ASSIGNED TASK. Comb the records below for the string "mass" and copy each line where it turns up.

DATA TO PROCESS.
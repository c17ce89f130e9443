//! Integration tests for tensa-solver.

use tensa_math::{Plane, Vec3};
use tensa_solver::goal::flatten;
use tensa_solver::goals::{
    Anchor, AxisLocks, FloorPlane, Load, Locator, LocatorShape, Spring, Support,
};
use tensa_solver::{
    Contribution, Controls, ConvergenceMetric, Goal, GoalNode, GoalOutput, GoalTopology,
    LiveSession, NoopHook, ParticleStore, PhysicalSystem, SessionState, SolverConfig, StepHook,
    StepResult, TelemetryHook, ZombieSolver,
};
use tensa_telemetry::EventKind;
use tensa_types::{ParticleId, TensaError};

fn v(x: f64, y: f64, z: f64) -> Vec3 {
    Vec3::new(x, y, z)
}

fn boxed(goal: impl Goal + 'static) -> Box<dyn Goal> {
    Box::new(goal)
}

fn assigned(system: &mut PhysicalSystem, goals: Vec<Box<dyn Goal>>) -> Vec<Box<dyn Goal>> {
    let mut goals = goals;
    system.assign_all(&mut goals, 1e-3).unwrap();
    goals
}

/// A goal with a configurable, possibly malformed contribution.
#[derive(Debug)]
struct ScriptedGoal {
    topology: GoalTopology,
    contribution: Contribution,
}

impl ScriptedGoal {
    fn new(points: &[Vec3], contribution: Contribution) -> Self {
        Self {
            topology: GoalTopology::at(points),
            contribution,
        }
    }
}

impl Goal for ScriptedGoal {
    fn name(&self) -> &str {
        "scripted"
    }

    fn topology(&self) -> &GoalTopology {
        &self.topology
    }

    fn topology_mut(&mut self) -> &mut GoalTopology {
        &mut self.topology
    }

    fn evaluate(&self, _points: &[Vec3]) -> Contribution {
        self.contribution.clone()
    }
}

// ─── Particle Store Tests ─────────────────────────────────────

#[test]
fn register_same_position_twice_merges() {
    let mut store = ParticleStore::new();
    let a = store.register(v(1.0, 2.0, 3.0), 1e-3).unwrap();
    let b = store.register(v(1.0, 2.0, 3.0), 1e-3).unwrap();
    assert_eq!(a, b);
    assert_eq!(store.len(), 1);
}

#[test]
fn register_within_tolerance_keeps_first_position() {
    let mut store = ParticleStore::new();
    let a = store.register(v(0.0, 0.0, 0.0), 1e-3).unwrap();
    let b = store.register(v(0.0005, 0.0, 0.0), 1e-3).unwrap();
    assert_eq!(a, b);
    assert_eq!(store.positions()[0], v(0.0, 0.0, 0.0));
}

...

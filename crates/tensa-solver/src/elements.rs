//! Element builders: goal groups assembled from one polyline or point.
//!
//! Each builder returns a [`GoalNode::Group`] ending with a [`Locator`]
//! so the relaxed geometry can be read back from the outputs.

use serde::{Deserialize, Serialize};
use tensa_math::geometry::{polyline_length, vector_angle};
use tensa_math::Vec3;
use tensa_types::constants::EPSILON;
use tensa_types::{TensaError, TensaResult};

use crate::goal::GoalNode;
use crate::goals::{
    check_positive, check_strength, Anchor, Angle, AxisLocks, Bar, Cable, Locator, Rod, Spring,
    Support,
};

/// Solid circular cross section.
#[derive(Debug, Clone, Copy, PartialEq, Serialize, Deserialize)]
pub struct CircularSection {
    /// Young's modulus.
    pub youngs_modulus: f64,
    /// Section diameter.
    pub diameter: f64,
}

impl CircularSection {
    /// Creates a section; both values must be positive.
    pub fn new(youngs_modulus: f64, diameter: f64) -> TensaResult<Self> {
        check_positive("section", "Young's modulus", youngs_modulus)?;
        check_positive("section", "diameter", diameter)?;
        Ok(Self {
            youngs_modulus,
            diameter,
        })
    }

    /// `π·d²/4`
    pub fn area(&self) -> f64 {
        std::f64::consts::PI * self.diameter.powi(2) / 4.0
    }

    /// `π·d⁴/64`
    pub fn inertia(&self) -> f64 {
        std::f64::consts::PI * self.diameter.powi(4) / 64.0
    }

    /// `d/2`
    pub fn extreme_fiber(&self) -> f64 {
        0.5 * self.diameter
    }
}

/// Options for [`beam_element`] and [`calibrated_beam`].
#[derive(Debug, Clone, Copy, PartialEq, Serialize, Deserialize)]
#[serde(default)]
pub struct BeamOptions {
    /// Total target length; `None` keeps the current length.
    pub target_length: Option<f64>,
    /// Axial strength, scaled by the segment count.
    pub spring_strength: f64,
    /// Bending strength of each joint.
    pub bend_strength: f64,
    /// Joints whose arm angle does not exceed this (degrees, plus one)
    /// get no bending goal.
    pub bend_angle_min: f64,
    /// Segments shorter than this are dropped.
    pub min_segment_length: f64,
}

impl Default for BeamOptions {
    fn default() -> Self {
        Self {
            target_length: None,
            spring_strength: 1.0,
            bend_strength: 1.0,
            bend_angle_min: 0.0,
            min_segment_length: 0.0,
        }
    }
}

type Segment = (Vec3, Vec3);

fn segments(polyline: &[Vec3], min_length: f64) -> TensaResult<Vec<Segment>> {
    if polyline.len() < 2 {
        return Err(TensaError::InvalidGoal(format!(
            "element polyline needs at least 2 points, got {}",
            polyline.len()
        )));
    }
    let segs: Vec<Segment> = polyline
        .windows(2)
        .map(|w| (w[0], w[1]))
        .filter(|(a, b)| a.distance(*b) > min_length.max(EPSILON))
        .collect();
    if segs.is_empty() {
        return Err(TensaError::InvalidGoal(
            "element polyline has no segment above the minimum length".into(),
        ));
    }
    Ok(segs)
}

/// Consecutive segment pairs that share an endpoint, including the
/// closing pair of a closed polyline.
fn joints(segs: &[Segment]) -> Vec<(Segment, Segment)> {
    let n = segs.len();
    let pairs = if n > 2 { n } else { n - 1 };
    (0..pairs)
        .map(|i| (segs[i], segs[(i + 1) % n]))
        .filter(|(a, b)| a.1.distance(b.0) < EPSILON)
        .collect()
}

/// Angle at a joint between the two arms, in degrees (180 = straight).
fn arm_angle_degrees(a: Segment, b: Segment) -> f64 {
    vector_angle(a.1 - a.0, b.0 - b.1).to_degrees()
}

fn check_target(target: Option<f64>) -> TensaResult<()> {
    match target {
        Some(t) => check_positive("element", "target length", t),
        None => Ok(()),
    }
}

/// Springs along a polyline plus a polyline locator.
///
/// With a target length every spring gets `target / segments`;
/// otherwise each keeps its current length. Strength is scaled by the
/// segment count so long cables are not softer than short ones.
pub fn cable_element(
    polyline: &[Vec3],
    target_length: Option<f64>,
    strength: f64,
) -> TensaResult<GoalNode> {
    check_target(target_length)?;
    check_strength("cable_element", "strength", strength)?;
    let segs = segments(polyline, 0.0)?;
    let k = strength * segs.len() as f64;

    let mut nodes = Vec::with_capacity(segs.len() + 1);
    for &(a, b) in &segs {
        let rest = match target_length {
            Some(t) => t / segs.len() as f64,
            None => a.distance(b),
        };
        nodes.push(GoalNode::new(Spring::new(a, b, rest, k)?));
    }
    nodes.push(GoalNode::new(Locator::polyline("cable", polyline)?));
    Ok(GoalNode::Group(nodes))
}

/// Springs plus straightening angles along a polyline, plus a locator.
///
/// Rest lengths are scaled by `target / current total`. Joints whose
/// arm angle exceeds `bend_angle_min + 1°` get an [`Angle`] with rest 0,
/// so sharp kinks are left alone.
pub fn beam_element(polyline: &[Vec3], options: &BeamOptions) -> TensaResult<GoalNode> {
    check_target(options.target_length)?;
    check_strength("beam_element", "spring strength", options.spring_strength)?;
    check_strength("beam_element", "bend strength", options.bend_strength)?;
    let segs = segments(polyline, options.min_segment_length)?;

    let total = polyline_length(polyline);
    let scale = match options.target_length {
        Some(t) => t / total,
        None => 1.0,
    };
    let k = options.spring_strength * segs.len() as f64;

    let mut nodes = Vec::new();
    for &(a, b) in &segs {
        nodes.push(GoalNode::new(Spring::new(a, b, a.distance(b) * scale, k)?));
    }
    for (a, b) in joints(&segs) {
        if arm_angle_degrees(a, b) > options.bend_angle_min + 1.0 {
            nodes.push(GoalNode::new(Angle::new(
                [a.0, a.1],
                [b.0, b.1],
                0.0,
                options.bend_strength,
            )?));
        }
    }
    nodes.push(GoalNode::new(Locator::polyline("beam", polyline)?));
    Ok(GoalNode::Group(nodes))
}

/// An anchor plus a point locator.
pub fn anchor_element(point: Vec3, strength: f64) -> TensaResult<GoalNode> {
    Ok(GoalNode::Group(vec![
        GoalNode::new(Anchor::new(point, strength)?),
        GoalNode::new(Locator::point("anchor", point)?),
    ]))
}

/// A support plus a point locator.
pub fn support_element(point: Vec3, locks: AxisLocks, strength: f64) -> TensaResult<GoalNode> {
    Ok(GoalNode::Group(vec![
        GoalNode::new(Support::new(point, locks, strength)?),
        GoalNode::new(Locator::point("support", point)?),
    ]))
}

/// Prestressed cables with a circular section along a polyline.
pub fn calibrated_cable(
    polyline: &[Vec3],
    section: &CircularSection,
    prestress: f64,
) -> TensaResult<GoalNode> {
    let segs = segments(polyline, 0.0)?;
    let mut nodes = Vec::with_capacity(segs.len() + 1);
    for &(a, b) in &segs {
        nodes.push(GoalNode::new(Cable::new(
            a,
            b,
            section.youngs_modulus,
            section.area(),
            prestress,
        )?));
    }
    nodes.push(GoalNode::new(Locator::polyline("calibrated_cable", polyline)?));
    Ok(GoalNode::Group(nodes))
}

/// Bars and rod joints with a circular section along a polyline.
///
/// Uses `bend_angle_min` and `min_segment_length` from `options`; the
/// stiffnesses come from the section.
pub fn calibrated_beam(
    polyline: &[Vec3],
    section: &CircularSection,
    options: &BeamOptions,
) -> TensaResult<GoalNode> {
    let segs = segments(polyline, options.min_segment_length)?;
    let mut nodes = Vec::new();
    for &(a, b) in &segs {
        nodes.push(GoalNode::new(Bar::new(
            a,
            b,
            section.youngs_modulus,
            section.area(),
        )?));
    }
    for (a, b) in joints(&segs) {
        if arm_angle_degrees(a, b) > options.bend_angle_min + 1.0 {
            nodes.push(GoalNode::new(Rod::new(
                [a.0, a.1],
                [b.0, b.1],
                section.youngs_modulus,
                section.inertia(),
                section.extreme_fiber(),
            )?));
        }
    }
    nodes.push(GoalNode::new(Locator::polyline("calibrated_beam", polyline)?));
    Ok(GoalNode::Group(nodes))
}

--

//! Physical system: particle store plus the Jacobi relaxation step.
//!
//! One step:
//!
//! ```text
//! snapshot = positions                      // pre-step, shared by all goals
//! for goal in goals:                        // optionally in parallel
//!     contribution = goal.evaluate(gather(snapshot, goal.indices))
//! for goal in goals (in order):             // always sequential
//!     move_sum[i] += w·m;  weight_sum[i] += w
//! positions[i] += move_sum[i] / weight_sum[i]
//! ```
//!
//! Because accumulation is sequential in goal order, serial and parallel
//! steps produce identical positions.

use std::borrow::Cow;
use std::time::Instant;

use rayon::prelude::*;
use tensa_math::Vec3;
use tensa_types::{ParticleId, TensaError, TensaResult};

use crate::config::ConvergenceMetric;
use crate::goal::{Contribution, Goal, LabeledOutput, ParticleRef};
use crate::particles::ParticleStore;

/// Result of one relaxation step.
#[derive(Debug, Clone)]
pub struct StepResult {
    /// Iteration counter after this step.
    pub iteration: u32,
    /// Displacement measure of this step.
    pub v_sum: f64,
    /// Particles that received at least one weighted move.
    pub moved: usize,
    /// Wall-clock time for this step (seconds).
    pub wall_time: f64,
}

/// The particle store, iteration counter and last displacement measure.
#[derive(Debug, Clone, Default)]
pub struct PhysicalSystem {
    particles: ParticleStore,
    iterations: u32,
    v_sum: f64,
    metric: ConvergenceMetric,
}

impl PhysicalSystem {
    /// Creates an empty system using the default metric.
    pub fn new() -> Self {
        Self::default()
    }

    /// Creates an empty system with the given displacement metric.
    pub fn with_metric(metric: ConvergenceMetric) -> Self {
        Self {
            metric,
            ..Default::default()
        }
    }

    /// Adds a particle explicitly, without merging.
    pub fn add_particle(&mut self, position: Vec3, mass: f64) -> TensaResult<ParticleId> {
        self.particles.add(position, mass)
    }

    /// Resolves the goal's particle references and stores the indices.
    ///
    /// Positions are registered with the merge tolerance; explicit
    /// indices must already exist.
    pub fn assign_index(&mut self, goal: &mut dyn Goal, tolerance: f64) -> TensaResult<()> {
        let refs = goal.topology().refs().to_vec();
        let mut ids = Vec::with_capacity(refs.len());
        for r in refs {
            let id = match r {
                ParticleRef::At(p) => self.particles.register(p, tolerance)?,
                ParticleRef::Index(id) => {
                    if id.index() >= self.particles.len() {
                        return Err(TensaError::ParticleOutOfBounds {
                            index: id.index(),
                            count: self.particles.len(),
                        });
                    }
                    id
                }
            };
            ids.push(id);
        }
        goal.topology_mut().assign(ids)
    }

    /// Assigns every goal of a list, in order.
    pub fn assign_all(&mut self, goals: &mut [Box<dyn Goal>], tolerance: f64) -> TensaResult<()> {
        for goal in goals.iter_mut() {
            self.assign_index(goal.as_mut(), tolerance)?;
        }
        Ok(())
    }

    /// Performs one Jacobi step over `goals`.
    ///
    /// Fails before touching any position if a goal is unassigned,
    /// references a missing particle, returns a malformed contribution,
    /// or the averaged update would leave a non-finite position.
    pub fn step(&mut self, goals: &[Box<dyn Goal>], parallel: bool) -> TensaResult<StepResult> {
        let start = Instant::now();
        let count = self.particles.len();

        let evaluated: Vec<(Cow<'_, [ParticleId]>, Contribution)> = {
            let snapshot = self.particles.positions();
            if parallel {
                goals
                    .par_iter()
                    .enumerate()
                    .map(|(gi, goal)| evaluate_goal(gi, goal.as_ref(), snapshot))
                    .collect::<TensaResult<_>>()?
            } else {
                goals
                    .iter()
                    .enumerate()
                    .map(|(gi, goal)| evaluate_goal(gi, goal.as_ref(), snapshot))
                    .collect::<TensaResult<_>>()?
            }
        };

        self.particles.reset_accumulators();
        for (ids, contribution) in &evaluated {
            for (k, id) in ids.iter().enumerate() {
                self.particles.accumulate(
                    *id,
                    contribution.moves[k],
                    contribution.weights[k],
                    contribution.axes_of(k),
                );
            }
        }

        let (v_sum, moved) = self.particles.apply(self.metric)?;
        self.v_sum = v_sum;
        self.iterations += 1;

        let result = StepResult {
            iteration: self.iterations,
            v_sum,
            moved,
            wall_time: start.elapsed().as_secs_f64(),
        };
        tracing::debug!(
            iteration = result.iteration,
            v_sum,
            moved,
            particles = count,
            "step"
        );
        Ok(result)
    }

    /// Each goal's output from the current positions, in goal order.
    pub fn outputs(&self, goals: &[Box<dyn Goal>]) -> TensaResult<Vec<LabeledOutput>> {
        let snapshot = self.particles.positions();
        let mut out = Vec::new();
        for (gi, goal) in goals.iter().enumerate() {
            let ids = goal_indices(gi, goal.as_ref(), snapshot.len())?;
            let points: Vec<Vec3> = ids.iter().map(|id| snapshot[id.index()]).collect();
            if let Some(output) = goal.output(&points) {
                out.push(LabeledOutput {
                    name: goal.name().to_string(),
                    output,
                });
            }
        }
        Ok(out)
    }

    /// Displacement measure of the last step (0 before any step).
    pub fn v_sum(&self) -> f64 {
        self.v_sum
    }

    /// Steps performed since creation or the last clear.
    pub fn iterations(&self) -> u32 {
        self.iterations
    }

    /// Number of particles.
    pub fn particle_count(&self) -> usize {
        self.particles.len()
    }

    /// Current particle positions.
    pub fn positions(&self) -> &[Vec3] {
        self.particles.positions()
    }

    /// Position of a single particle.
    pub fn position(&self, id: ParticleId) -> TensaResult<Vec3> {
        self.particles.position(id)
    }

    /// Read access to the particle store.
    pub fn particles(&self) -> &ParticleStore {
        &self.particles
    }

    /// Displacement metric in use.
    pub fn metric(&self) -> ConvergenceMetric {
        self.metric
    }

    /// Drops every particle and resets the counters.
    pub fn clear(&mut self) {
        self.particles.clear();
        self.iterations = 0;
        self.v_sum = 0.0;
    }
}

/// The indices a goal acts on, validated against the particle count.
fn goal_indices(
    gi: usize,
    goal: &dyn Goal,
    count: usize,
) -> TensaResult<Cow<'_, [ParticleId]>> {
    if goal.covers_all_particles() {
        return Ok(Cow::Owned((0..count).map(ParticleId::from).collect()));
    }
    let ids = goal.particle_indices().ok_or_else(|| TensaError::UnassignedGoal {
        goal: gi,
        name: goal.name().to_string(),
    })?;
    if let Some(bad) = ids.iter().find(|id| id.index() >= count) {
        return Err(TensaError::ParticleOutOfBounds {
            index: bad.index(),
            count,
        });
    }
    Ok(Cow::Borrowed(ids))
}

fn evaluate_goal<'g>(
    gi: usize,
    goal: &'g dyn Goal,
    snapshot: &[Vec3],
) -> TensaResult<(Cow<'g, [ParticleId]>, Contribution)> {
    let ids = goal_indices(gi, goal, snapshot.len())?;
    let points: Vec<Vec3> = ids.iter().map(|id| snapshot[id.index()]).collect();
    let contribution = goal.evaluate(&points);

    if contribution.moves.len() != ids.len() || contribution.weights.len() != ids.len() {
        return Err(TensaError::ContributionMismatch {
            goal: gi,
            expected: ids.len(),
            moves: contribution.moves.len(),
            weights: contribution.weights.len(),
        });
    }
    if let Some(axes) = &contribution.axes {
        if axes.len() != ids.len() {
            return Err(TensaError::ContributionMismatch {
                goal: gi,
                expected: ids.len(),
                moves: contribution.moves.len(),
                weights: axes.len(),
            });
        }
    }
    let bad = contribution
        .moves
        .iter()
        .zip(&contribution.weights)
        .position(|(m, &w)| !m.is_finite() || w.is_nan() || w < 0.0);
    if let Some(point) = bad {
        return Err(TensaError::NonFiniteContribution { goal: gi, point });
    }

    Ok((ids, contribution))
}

RESPONSE BOX.
    pub fn add_particle(&mut self, position: Vec3, mass: f64) -> TensaResult<ParticleId> {
        self.particles.add(position, mass)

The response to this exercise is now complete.